(UnitedVoice.com) – President Joe Biden is known as a “Walking Gaffe Machine.” The POTUS constantly misspeaks or makes embarrassing remarks. The nickname has followed him throughout his career in politics. It seems some of that is rubbing off on Vice President Kamala Harris.
There’s currently a debate in the country and courts about whether mifepristone, one of two drugs that work together to terminate pregnancies, should remain legal. Fox News reported that Harris spoke about the drug in an interview on April 21, with Noticias Telemundo’s Vanessa Hauc. During the conversation, the vice president made up an entire government agency when she said the abortion pill “was approved 20 years ago by the Federal Drug Administration.” Clearly, she misspoke, but the media called her out for the gaffe.
The drug was actually approved by the Food and Drug Administration (FDA) in 2000.
Kamala Harris refers to the "Federal Drug Administration," which does not exist pic.twitter.com/m9SB48icKi
— RNC Research (@RNCResearch) April 22, 2023
The same night the interview aired, the Supreme Court upheld the FDA’s decades-old approval of mifepristone. There was a question about whether it would remain legal while a court case wound through the lower courts after a Texas judge invalidated the agency’s approval of the medication.
BREAKING: Supreme Court stays order banning mifepristone. This means mifepristone remains 100% legal and accessible in states where it is legal.

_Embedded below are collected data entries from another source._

#[cfg(test)]
mod tests {
    use super::*;

    fn minimal() -> MoverConfigBuilder {
        MoverConfig::builder()
            .source_directory("/in")
            .destination_directory("/out")
            .file_type("txt")
    }

    #[test]
    fn test_builder_defaults() {
        let config = minimal().build().unwrap();
        assert_eq!(config.name(), "default_mover");
        assert_eq!(config.description(), "No description provided");
        assert!(!config.recursive());
        assert!(config.rename().is_none());
        assert_eq!(config.keep_source_behavior(), SourceRetention::NeverKeep);
        assert_eq!(config.destination_collision_behavior(), DestinationCollision::Ignore);
        assert_eq!(config.collision_avoidance_behavior(), CollisionAvoidance::None);
        assert_eq!(config.to_string(), "default_mover: No description provided");
    }

    #[test]
    fn test_missing_directories_rejected() {
        let err = MoverConfig::builder()
            .destination_directory("/out")
            .file_type("txt")
            .build()
            .unwrap_err();
        assert!(err.to_string().contains("source"));

        let err = MoverConfig::builder()
            .source_directory("/in")
            .file_type("txt")
            .build()
            .unwrap_err();
        assert!(err.to_string().contains("destination"));

        let err = MoverConfig::builder()
            .source_directory("")
            .destination_directory("/out")
            .file_type("txt")
            .build()
            .unwrap_err();
        assert!(err.is_configuration());
    }

    #[test]
    fn test_no_rule_rejected() {
        let err = MoverConfig::builder()
            .source_directory("/in")
            .destination_directory("/out")
            .build()
            .unwrap_err();
        assert!(err.is_configuration());
    }

    #[test]
    fn test_disabled_rename_dropped() {
        let config = minimal()
            .rename(RenamePipeline::builder().prefix("x").enabled(false).build())
            .build()
            .unwrap();
        assert!(config.rename().is_none());
    }

    #[test]
    fn test_from_document_singular_wins() {
        let doc: MoverDocument = serde_json::from_value(serde_json::json!({
            "source_directory": "/a",
            "source_directories": ["/b", "/c"],
            "destination_directories": ["/x", "/y"],
            "file_type": "csv",
            "file_types": ["txt"],
        }))
        .unwrap();
        let config = MoverConfig::from_document(&doc).unwrap();
        assert_eq!(config.source_directories(), &[PathBuf::from("/a")]);
        assert_eq!(config.destination_directories().len(), 2);
        assert_eq!(config.match_rules().file_types(), &["csv".to_string()]);
    }

    #[test]
    fn test_from_document_policies() {
        let doc: MoverDocument = serde_json::from_value(serde_json::json!({
            "source_directory": "/a",
            "destination_directory": "/b",
            "file_name_contains": "data",
            "keep_source_behavior": "keep_if_none_collide",
            "destination_collision_behavior": "overwrite",
            "collision_avoidance_behavior": "cancel_if_any_collide",
        }))
        .unwrap();
        let config = MoverConfig::from_document(&doc).unwrap();
        assert_eq!(config.keep_source_behavior(), SourceRetention::KeepIfNoneCollide);
        assert_eq!(config.destination_collision_behavior(), DestinationCollision::Overwrite);
        assert_eq!(
            config.collision_avoidance_behavior(),
            CollisionAvoidance::CancelIfAnyCollide
        );
    }

    #[test]
    fn test_from_document_legacy_keep_source() {
        let doc: MoverDocument = serde_json::from_value(serde_json::json!({
            "source_directory": "/a",
            "destination_directory": "/b",
            "file_type": "txt",
            "keep_source": true,
        }))
        .unwrap();
        let config = MoverConfig::from_document(&doc).unwrap();
        assert_eq!(config.keep_source_behavior(), SourceRetention::AlwaysKeep);
    }

    #[test]
    fn test_from_document_invalid_values() {
        let base = serde_json::json!({
            "source_directory": "/a",
            "destination_directory": "/b",
            "file_type": "txt",
        });

        for (key, value) in [
            ("keep_source_behavior", serde_json::json!("maybe")),
            ("destination_collision_behavior", serde_json::json!("merge")),
            ("collision_avoidance_behavior", serde_json::json!("always")),
            ("file_name_regex", serde_json::json!("[")),
            ("rename", serde_json::json!({"timestamp": {"timezone": "Mars/Olympus"}})),
            ("rename", serde_json::json!({"timestamp": {"position": "middle"}})),
        ] {
            let mut json = base.clone();
            json[key] = value;
            let doc: MoverDocument = serde_json::from_value(json).unwrap();
            let err = MoverConfig::from_document(&doc).unwrap_err();
            assert!(err.is_configuration(), "{key} should be rejected");
        }
    }

    #[test]
    fn test_from_document_rename_enabled_by_presence() {
        let doc: MoverDocument = serde_json::from_value(serde_json::json!({
            "source_directory": "/a",
            "destination_directory": "/b",
            "file_type": "txt",
            "rename": {
                "prefix": "PRE_",
                "timestamp": {"position": "after_prefix", "timezone": "UTC"}
            },
        }))
        .unwrap();
        let config = MoverConfig::from_document(&doc).unwrap();
        let rename = config.rename().unwrap();
        assert_eq!(rename.prefix(), "PRE_");
        assert!(rename.timestamp().enabled());
        assert_eq!(rename.timestamp().timezone(), Some("UTC"));

        let renamed = rename.apply("file.txt").unwrap();
        assert!(renamed.starts_with("PRE_"));
        assert!(renamed.ends_with("_file.txt"));
    }

    #[test]
    fn test_document_round_trip() {
        let config = minimal()
            .name("docs")
            .source_directories(["/in", "/also"])
            .file_name_regex("^draft")
            .recursive(true)
            .keep_source_behavior(SourceRetention::KeepIfAnyCollide)
            .rename(
                RenamePipeline::builder()
                    .suffix("_old")
                    .replace("draft", "final")
                    .timestamp(
                        TimestampPolicy::new("%Y", Some("Europe/Paris"), TimestampPosition::End)
                            .unwrap(),
                    )
                    .build(),
            )
            .build()
            .unwrap();

        let doc = config.to_document();
        assert_eq!(doc.keep_source_behavior.as_deref(), Some("keep_if_any_collide"));
        let back = MoverConfig::from_document(&doc).unwrap();
        assert_eq!(back, config);
    }
}
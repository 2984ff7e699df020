//! Rule engine - matching, renaming and placement policies

mod condition;
mod engine;
mod policy;
mod rename;

pub use condition::{MatchRules, MatchRulesBuilder, Pattern, split_name};
pub use engine::{FileOutcome, Mover, Placement, RunSummary};
pub use policy::{CollisionAvoidance, DestinationCollision, SourceRetention};
pub use rename::{
    DEFAULT_TIMESTAMP_FORMAT, RenamePipeline, RenamePipelineBuilder, RenameRule, TimestampPolicy,
    TimestampPosition,
};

Thomas and Alito dissent.https://t.co/Fmn64gkbOS pic.twitter.com/Vv9HqB1PbB
— Mark Joseph Stern (@mjs_DC) April 21, 2023
After the high court’s decision was made public, Harris released a statement on Twitter. She said the administration was happy about the high court’s ruling and promised their “fight to defend reproductive freedom continues.” She went on to say they will continue to defend the FDA’s (she did not try to say the whole agency’s name this time) “ability to approve safe and effective drugs.”
Opponents of the drug have argued against the FDA’s updated rules which allow for wider access to the medication, including not requiring doctors to prescribe it and allowing pharmacies to mail it to patients. The medication is used in more than half of the abortions around the country. Restricting it or getting its FDA approval revoked would be a major win for the pro-life movement.